We recently reported that lactoferrin (LF) induces Foxp3(+) Treg differentiation through binding to TGF beta receptor III (T beta RIII), and this activity was further enhanced by TGF beta 1. Generally, a low T-cell receptor (TCR) signal strength is favourable for Foxp3(+) Treg differentiation. In the present study, we explored the effect of lactoferrin chimera (LFch, containing lactoferricin [aa 17-30] and lactoferrampin [aa 265-2841), along with TGF beta 1 on Foxp3(+) Treg differentiation. LFch alone did not induce Foxp3 expression, yet LFch dramatically enhanced TGF beta 1-induced Foxp3 expression.

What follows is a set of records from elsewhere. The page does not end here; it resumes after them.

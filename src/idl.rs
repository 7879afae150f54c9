//! Compact ordered lists of page numbers
//!
//! The free database stores, per freeing transaction, the set of page
//! numbers that transaction released. The set is kept sorted ascending so
//! the allocator can pop from the tail, and is serialized with a length
//! prefix so a whole record can be read back in one slice.

use crate::error::{Error, PageId, Result};
use byteorder::{ByteOrder, LittleEndian};

/// An ordered set of page numbers
///
/// Serialized form: `u64` count at index 0, then the ids ascending. A fully
/// contiguous run may instead be written in range form: count `0`, then
/// `[start, end]` inclusive.
#[derive(Debug, Clone, Default, PartialEq, Eq)]
pub struct Idl {
    ids: Vec<u64>,
}

impl Idl {
    /// Create an empty list
    pub fn new() -> Self {
        Self { ids: Vec::new() }
    }

    /// True when the list holds no ids
    pub fn is_zero(&self) -> bool {
        self.ids.is_empty()
    }

    /// Number of ids in the list
    pub fn len(&self) -> usize {
        self.ids.len()
    }

    /// True when the list holds no ids
    pub fn is_empty(&self) -> bool {
        self.ids.is_empty()
    }

    /// The largest id, if any
    pub fn last(&self) -> Option<u64> {
        self.ids.last().copied()
    }

    /// Insert an id, keeping the list sorted and duplicate-free
    pub fn insert(&mut self, id: u64) {
        match self.ids.binary_search(&id) {
            Ok(_) => {}
            Err(pos) => self.ids.insert(pos, id),
        }
    }

    /// Insert the page behind a [`PageId`]
    pub fn push(&mut self, id: PageId) {
        self.insert(id.0);
    }

    /// Remove and return the largest id
    pub fn pop_last(&mut self) -> Option<u64> {
        self.ids.pop()
    }

    /// Iterate ids in ascending order
    pub fn iter(&self) -> impl Iterator<Item = u64> + '_ {
        self.ids.iter().copied()
    }

    /// True when the ids form one contiguous ascending run of length >= 2
    fn is_contiguous(&self) -> bool {
        match (self.ids.first(), self.ids.last()) {
            (Some(&first), Some(&last)) if self.ids.len() >= 2 => {
                last - first + 1 == self.ids.len() as u64
            }
            _ => false,
        }
    }

    /// Size of the serialized representation in bytes
    pub fn byte_size(&self) -> usize {
        if self.is_contiguous() {
            3 * 8
        } else {
            (1 + self.ids.len()) * 8
        }
    }

    /// Serialize into the length-prefixed (or range) wire form
    pub fn to_bytes(&self) -> Vec<u8> {
        let mut buf = vec![0u8; self.byte_size()];
        if self.is_contiguous() {
            LittleEndian::write_u64(&mut buf[0..8], 0);
            LittleEndian::write_u64(&mut buf[8..16], self.ids[0]);
            LittleEndian::write_u64(&mut buf[16..24], *self.ids.last().unwrap_or(&0));
        } else {
            LittleEndian::write_u64(&mut buf[0..8], self.ids.len() as u64);
            for (i, id) in self.ids.iter().enumerate() {
                LittleEndian::write_u64(&mut buf[(1 + i) * 8..(2 + i) * 8], *id);
            }
        }
        buf
    }

    /// Deserialize from the wire form
    pub fn from_bytes(data: &[u8]) -> Result<Self> {
        if data.len() < 8 || data.len() % 8 != 0 {
            return Err(Error::Corruption {
                details: format!("bad IDL record length {}", data.len()),
                page_id: None,
            });
        }
        let count = LittleEndian::read_u64(&data[0..8]) as usize;
        if count == 0 && data.len() >= 24 {
            // Range form: [start, end] inclusive
            let start = LittleEndian::read_u64(&data[8..16]);
            let end = LittleEndian::read_u64(&data[16..24]);
            if end < start {
                return Err(Error::Corruption {
                    details: format!("bad IDL range {}..{}", start, end),
                    page_id: None,
                });
            }
            return Ok(Self { ids: (start..=end).collect() });
        }
        if data.len() < (1 + count) * 8 {
            return Err(Error::Corruption {
                details: format!("IDL record truncated: {} ids, {} bytes", count, data.len()),
                page_id: None,
            });
        }
        let mut ids = Vec::with_capacity(count);
        for i in 0..count {
            ids.push(LittleEndian::read_u64(&data[(1 + i) * 8..(2 + i) * 8]));
        }
        ids.sort_unstable();
        ids.dedup();
        Ok(Self { ids })
    }
}

#[cfg(test)]
mod tests {
    use super::*;

    #[test]
    fn test_insert_sorted() {
        let mut idl = Idl::new();
        assert!(idl.is_zero());
        idl.insert(30);
        idl.insert(10);
        idl.insert(20);
        idl.insert(20);
        assert_eq!(idl.iter().collect::<Vec<_>>(), vec![10, 20, 30]);
        assert_eq!(idl.last(), Some(30));
        assert_eq!(idl.pop_last(), Some(30));
        assert_eq!(idl.len(), 2);
    }

    #[test]
    fn test_round_trip() {
        let mut idl = Idl::new();
        for id in [5u64, 99, 7, 12] {
            idl.insert(id);
        }
        let bytes = idl.to_bytes();
        assert_eq!(bytes.len(), idl.byte_size());
        let back = Idl::from_bytes(&bytes).unwrap();
        assert_eq!(back, idl);
    }

    #[test]
    fn test_range_form() {
        let mut idl = Idl::new();
        for id in 100..200u64 {
            idl.insert(id);
        }
        // Contiguous runs compress to three words
        assert_eq!(idl.byte_size(), 24);
        let bytes = idl.to_bytes();
        let back = Idl::from_bytes(&bytes).unwrap();
        assert_eq!(back.len(), 100);
        assert_eq!(back.last(), Some(199));
    }

    #[test]
    fn test_bad_records() {
        assert!(Idl::from_bytes(&[1, 2, 3]).is_err());
        // Count claims more ids than the buffer holds
        let mut buf = vec![0u8; 16];
        LittleEndian::write_u64(&mut buf[0..8], 4);
        assert!(Idl::from_bytes(&buf).is_err());
    }
}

LFch had little effect on the phosphorylation of Smad3, a canonical transcriptional factor of TGF beta 1. Instead, LFch attenuated the phosphorylation of S6 (a target of mTOR), I kappa B and PI3K. These activities of LFch were completely abrogated by pretreatment of LFch with soluble TGF beta 1 receptor III (sT beta RIII). Consistent with this, the activity of LFch on TGF beta 1-induced Foxp3 expression was also abrogated by treatment with sT beta RIII. Finally, the TGF beta 1/LFchinduced T cell population substantially suppressed the proliferation of responder CD4(+) T cells. These results indicate that LFch robustly enhances TGF beta 1-induced Foxp3(+) Treg differentiation by diminishing TCR/CD28 signal intensity.